(DATA EXTRACTS Opens)

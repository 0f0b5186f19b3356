use axum::extract::{Query, State};
use axum::Json;
use serde::Serialize;

use crate::api::state::AppState;
use crate::api::ApiError;
use crate::lookup::{LookupOutcome, LookupRequest};
use crate::models::NormalizedRank;

#[derive(Debug, Serialize)]
pub struct RankResponse {
    pub outcome: &'static str,
    pub player: String,
    pub region: String,
    pub rank: NormalizedRank,
}

pub async fn get_rank(
    State(state): State<AppState>,
    Query(request): Query<LookupRequest>,
) -> Result<Json<RankResponse>, ApiError> {
    let outcome = state.lookup.lookup(&request).await;
    let kind = outcome.kind();
    let rank = outcome.rank();

    match outcome {
        LookupOutcome::Ranked { player, region, .. }
        | LookupOutcome::Unranked { player, region } => Ok(Json(RankResponse {
            outcome: kind,
            player: player.to_string(),
            region: region.to_string(),
            rank: rank.unwrap_or_default(),
        })),
        LookupOutcome::NotFound { player } => {
            Err(ApiError::NotFound(format!("No account named {}", player)))
        }
        LookupOutcome::Failed(e) => Err(e.into()),
    }
}
use axum::extract::State;
use axum::http::StatusCode;
use axum::response::Html;
use axum::Form;
use tracing::error;

use crate::api::state::AppState;
use crate::api::{outcome_status, ApiError};
use crate::lookup::{LookupOutcome, LookupRequest};
use crate::render::{render_page, PageView};

fn page(
    state: &AppState,
    form: &LookupRequest,
    outcome: Option<&LookupOutcome>,
) -> Result<Html<String>, ApiError> {
    let lookup = &state.lookup;
    let html = render_page(&PageView {
        form,
        regions: lookup.allowed_regions(),
        default_region: lookup.default_region().as_str(),
        outcome,
    })
    .map_err(|e| {
        error!("Failed to render page: {}", e);
        ApiError::Internal("could not render page".to_string())
    })?;
    Ok(Html(html))
}

pub async fn index(State(state): State<AppState>) -> Result<Html<String>, ApiError> {
    page(&state, &LookupRequest::default(), None)
}

pub async fn lookup(
    State(state): State<AppState>,
    Form(form): Form<LookupRequest>,
) -> Result<(StatusCode, Html<String>), ApiError> {
    let outcome = state.lookup.lookup(&form).await;
    let html = page(&state, &form, Some(&outcome))?;
    Ok((outcome_status(&outcome), html))
}
//! `reqwest`-backed upstream client.

use std::time::Duration;

use async_trait::async_trait;
use reqwest::header::{HeaderName, HeaderValue, USER_AGENT};
use reqwest::{Client, Response, StatusCode};
use serde_json::Value;
use tracing::{debug, info, warn};

use super::{RankApi, UpstreamError};
use crate::config::{ApiKey, UpstreamConfig};
use crate::models::{Puuid, RawRankResponse, Region, RiotId};

/// A key and the header it travels in.
struct KeyHeader {
    name: HeaderName,
    value: HeaderValue,
}

impl KeyHeader {
    fn new(field: &str, header: &str, key: &ApiKey) -> Result<Self, UpstreamError> {
        let name = HeaderName::from_bytes(header.as_bytes())
            .map_err(|e| UpstreamError::InvalidConfig(format!("{}: {}", field, e)))?;

        let mut value = HeaderValue::from_str(key.expose()).map_err(|_| {
            UpstreamError::InvalidConfig(format!("key for {} is not a valid header value", field))
        })?;
        value.set_sensitive(true);

        Ok(Self { name, value })
    }
}

/// Client for the identity and rank endpoints described by `UpstreamConfig`.
///
/// The two endpoints may live on different hosts, so each has its own key
/// and a request only ever carries the key of the endpoint it targets.
pub struct RiotClient {
    client: Client,
    identity_url: String,
    rank_url: String,
    identity_key: KeyHeader,
    rank_key: KeyHeader,
    timeout: Duration,
}

impl RiotClient {
    pub fn new(
        config: &UpstreamConfig,
        identity_key: ApiKey,
        rank_key: ApiKey,
    ) -> Result<Self, UpstreamError> {
        let identity_key = KeyHeader::new(
            "identity_key_header",
            &config.identity_key_header,
            &identity_key,
        )?;
        let rank_key = KeyHeader::new("rank_key_header", &config.rank_key_header, &rank_key)?;

        let timeout = Duration::from_secs(config.timeout_seconds);
        let client = Client::builder()
            .timeout(timeout)
            .build()
            .map_err(|e| UpstreamError::InvalidConfig(e.to_string()))?;

        Ok(Self {
            client,
            identity_url: config.identity_url.clone(),
            rank_url: config.rank_url.clone(),
            identity_key,
            rank_key,
            timeout,
        })
    }

    fn identity_url_for(&self, id: &RiotId, region: &Region) -> String {
        self.identity_url
            .replace("{region}", &urlencoding::encode(region.as_str()))
            .replace("{name}", &urlencoding::encode(&id.game_name))
            .replace("{tag}", &urlencoding::encode(&id.tag_line))
    }

    fn rank_url_for(&self, puuid: &Puuid, region: &Region) -> String {
        self.rank_url
            .replace("{region}", &urlencoding::encode(region.as_str()))
            .replace("{puuid}", &urlencoding::encode(puuid.as_str()))
    }

    async fn get(&self, url: &str, key: &KeyHeader) -> Result<Response, UpstreamError> {
        debug!("GET {}", url);

        self.client
            .get(url)
            .header(USER_AGENT, concat!("rank-lookup/", env!("CARGO_PKG_VERSION")))
            .header(&key.name, key.value.clone())
            .send()
            .await
            .map_err(|e| self.classify(e))
    }

    /// Split transport failures into timeouts and everything else.
    fn classify(&self, error: reqwest::Error) -> UpstreamError {
        if error.is_timeout() {
            UpstreamError::Timeout(self.timeout.as_secs())
        } else {
            UpstreamError::Network(error.to_string())
        }
    }

    async fn read_body(&self, response: Response) -> Result<String, UpstreamError> {
        response.text().await.map_err(|e| self.classify(e))
    }
}

/// Pull the player id out of an identity response, bare or wrapped in `data`.
fn extract_puuid(body: &Value) -> Option<Puuid> {
    body.get("puuid")
        .or_else(|| body.pointer("/data/puuid"))
        .and_then(Value::as_str)
        .map(str::trim)
        .filter(|s| !s.is_empty())
        .map(Puuid::new)
}

#[async_trait]
impl RankApi for RiotClient {
    fn name(&self) -> &'static str {
        "riot"
    }

    async fn resolve_identity(&self, id: &RiotId, region: &Region) -> Result<Puuid, UpstreamError> {
        let url = self.identity_url_for(id, region);
        let response = self.get(&url, &self.identity_key).await?;
        let status = response.status();

        if status == StatusCode::NOT_FOUND {
            info!("Identity {} not found in {}", id, region);
            return Err(UpstreamError::NotFound(id.to_string()));
        }

        if !status.is_success() {
            warn!("Identity lookup for {} returned {}", id, status);
            return Err(UpstreamError::Http {
                status: status.as_u16(),
            });
        }

        let text = self.read_body(response).await?;
        let body: Value = serde_json::from_str(&text)
            .map_err(|e| UpstreamError::Malformed(format!("identity body is not JSON: {}", e)))?;

        extract_puuid(&body)
            .ok_or_else(|| UpstreamError::Malformed("identity response has no puuid".to_string()))
    }

    async fn fetch_rank(
        &self,
        puuid: &Puuid,
        region: &Region,
    ) -> Result<RawRankResponse, UpstreamError> {
        let url = self.rank_url_for(puuid, region);
        let response = self.get(&url, &self.rank_key).await?;
        let status = response.status();

        if status == StatusCode::NOT_FOUND || status == StatusCode::NO_CONTENT {
            debug!("No rank data for {} ({})", puuid, status);
            return Ok(RawRankResponse::NotRanked);
        }

        if !status.is_success() {
            warn!("Rank lookup for {} returned {}", puuid, status);
            return Err(UpstreamError::Http {
                status: status.as_u16(),
            });
        }

        let text = self.read_body(response).await?;
        if text.trim().is_empty() {
            return Ok(RawRankResponse::NotRanked);
        }

        let body: Value = serde_json::from_str(&text)
            .map_err(|e| UpstreamError::Malformed(format!("rank body is not JSON: {}", e)))?;

        Ok(RawRankResponse::Body(body))
    }
}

(DATA EXTRACTS Closes)

AIM OF THE TASK
The lines to copy are those in the listing that contain "static".

RESULT OF THE EXERCISE
    pub outcome: &'static str,
    fn name(&self) -> &'static str {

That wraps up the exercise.